A Simple Way to Check for Genes that Bridge Contigs

It is common in sequencing projects to reach a point where you have a few contigs,

and it can become a chore to "span the gaps" with directed

sequencing. People frequently ask

"Can you help us find genes such

that one portion of the gene is at the end of one contig, and the

other end of the gene occurs on the end of another contig?"

We suggest trying something like

svr_just_ends < contigs | svr_assign_to_dna_using_figfams | svr_possible_joins

The first tool, svr_just_ends, takes as input a set of contigs. It

writes out sequences that are the two ends of each contig (by default,

the tool takes 1000 characters from each end).

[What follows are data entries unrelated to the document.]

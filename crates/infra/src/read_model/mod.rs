//! Tenant-isolated read model storage abstractions.

pub mod tenant_store;

pub use tenant_store::{InMemoryTenantStore, TenantStore};
impl<S, B> BillingEngine<S, B>
where
    S: EventStore,
    B: EventBus<EventEnvelope<JsonValue>>,
{
    pub fn generate_invoices(
        &self,
        ctx: &BillingContext,
        request: &GenerateInvoices,
    ) -> BillingResult<GenerationOutcome> {
        self.generate_invoices_with_cancel(ctx, request, &CancellationToken::new())
    }

    #[instrument(
        skip(self, request, cancel),
        fields(
            tenant_id = %ctx.tenant_id,
            structure_id = %request.structure_id,
            cohort = %request.cohort.cohort,
            academic_year = %request.period.academic_year,
        )
    )]
    pub fn generate_invoices_with_cancel(
        &self,
        ctx: &BillingContext,
        request: &GenerateInvoices,
        cancel: &CancellationToken,
    ) -> BillingResult<GenerationOutcome> {
        self.locks.with_lock(ctx.tenant_id, request.structure_id.0, || {
            let structure = self.load_structure(ctx.tenant_id, request.structure_id)?;
            structure.ensure_visible_to(ctx.tenant_id)?;
            if structure.academic_year() != Some(&request.period.academic_year) {
                return Err(BillingError::from(DispatchError::Validation(
                    "billing period is outside the fee structure's academic year".to_string(),
                )));
            }

            let components: Vec<FeeComponent> = structure.periodic_components().cloned().collect();
            if components.is_empty() {
                return Err(BillingError::from(DispatchError::Validation(
                    "fee structure has no monthly or one-time components".to_string(),
                )));
            }

            self.ensure_numbering_seeded(ctx.tenant_id)?;

            let roster: Vec<Account> = self
                .directory
                .resolve_cohort(ctx.tenant_id, &request.cohort)?
                .into_iter()
                .filter(|a| a.active)
                .collect();
            debug!(accounts = roster.len(), "roster resolved");

            let outcome = self.run_workers(ctx, &structure, &components, request, &roster, cancel);
            info!(
                generated = outcome.generated.len(),
                skipped = outcome.skipped,
                failed = outcome.failures.len(),
                cancelled = outcome.cancelled,
                "invoice generation finished"
            );
            Ok(outcome)
        })
    }

    fn run_workers(
        &self,
        ctx: &BillingContext,
        structure: &FeeStructure,
        components: &[FeeComponent],
        request: &GenerateInvoices,
        roster: &[Account],
        cancel: &CancellationToken,
    ) -> GenerationOutcome {
        let next = AtomicUsize::new(0);
        let slots: Mutex<Vec<Option<AccountOutcome>>> =
            Mutex::new((0..roster.len()).map(|_| None).collect());
        let workers = self.config.generation_workers.clamp(1, roster.len().max(1));

        thread::scope(|scope| {
            for _ in 0..workers {
                scope.spawn(|| {
                    loop {
                        if cancel.is_cancelled() {
                            break;
                        }
                        let idx = next.fetch_add(1, Ordering::SeqCst);
                        let Some(account) = roster.get(idx) else {
                            break;
                        };
                        let result = self.generate_for_account(ctx, structure, components, request, account);
                        let mut slots = match slots.lock() {
                            Ok(guard) => guard,
                            Err(poisoned) => poisoned.into_inner(),
                        };
                        slots[idx] = Some(result);
                    }
                });
            }
        });

        let slots = match slots.into_inner() {
            Ok(v) => v,
            Err(poisoned) => poisoned.into_inner(),
        };
        let mut outcome = GenerationOutcome::default();
        for slot in slots {
            match slot {
                Some(AccountOutcome::Generated(rm)) => outcome.generated.push(*rm),
                Some(AccountOutcome::Skipped) => outcome.skipped += 1,
                Some(AccountOutcome::Failed(f)) => outcome.failures.push(f),
                None => outcome.cancelled = true,
            }
        }
        outcome
    }

    fn generate_for_account(
        &self,
        ctx: &BillingContext,
        structure: &FeeStructure,
        components: &[FeeComponent],
        request: &GenerateInvoices,
        account: &Account,
    ) -> AccountOutcome {
        let invoice_id = InvoiceId::for_period(ctx.tenant_id, account.account_id, &request.period);
        if self.projections.invoices.get(ctx.tenant_id, &invoice_id).is_some() {
            return AccountOutcome::Skipped;
        }

        let rate = match account.discount_rate() {
            Ok(rate) => rate,
            Err(e) => {
                let e = BillingError::from(e);
                warn!(account_id = %account.account_id, error = %e, "invalid discount rate");
                return failure(account, &e);
            }
        };
        let items: Vec<InvoiceItem> = components
            .iter()
            .map(|c| InvoiceItem::from_component(c, rate))
            .collect();

        let cmd = InvoiceCommand::IssueInvoice(IssueInvoice {
            tenant_id: ctx.tenant_id,
            invoice_id,
            invoice_number: self
                .numbering
                .next(ctx.tenant_id, &request.period.academic_year),
            account_id: account.account_id,
            fee_structure_id: structure.id_typed(),
            period: request.period.clone(),
            items,
            due_date: request.due_date,
            as_draft: request.as_draft,
            issued_by: ctx.actor_id,
            occurred_at: self.clock.now(),
        });

        let committed = match self.execute(
            ctx.tenant_id,
            invoice_id.0,
            Invoice::AGGREGATE_TYPE,
            &cmd,
            false,
            |_, id| Invoice::empty(InvoiceId::new(id)),
        ) {
            Ok(committed) => committed,
            Err(DispatchError::Concurrency(_) | DispatchError::Conflict(_)) => {
                debug!(account_id = %account.account_id, "invoice already issued for period");
                return AccountOutcome::Skipped;
            }
            Err(e) => {
                let e = BillingError::from(e);
                warn!(account_id = %account.account_id, error = %e, "invoice issue failed");
                return failure(account, &e);
            }
        };

        match issued(&committed) {
            Ok(e) => {
                let rm = InvoiceReadModel::from_issued(e).refreshed(self.clock.now());
                AccountOutcome::Generated(Box::new(rm))
            }
            Err(e) => failure(account, &BillingError::from(e)),
        }
    }
}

These fragments of the original contigs are passed to

svr_assign_to_dna_using_figfams

which is a tool that attempts to detect genes that implement specific

functions in the DNA fragments passed to it. It outputs possible

protein-encoding regions, along with the function that is believed to

be encoded.

The third tool just constructs a short report of the hits that appear

to be against genes playing the same function. The hits are sorted

so that those hitting genes implementing the same function are sorted

into groups.

It is simple and fast, but it is not a complete solution.

We do not offer a more complete solution, since in most cases closing

the genome will require a good deal more than just spanning contigs

with recognizable genes -- it often boils down to spanning repeat

regions, which is a far more complex topic.